→ **Work order**
All lines that hold the string "Styled" should be copied. Find them in the listing below.

→ **Extracted material**
'''

//! One-shot acquisition from the command line.

use crate::cli::output::{self, Styled};
use crate::config::AppConfig;
use anyhow::Result;

/// Acquire one batch without starting the HTTP server and print it.
pub async fn run(limit: Option<usize>, synthetic: bool) -> Result<()> {
    super::init_tracing(output::is_verbose(), false);

    let mut config = AppConfig::from_env();
    if synthetic {
        config.service.use_synthetic_data = true;
    }

    let renderer = super::select_renderer(&config);
    let service = super::build_service(&config, renderer);
    let batch = service.request_items(limit).await;

    if output::is_json() {
        output::print_json(&batch);
        return Ok(());
    }

    let s = Styled::new();
    let sym = if batch.is_synthetic() { s.warn_sym() } else { s.ok_sym() };
    println!("  {sym} {} item(s) from {}", batch.count, batch.source_tag);
    for item in &batch.items {
        println!(
            "    {:<16} {}",
            item.id,
            item.media_url.as_deref().unwrap_or("-")
        );
    }
    Ok(())
}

'''

→ **Response below**
use crate::cli::output::{self, Styled};
    let s = Styled::new();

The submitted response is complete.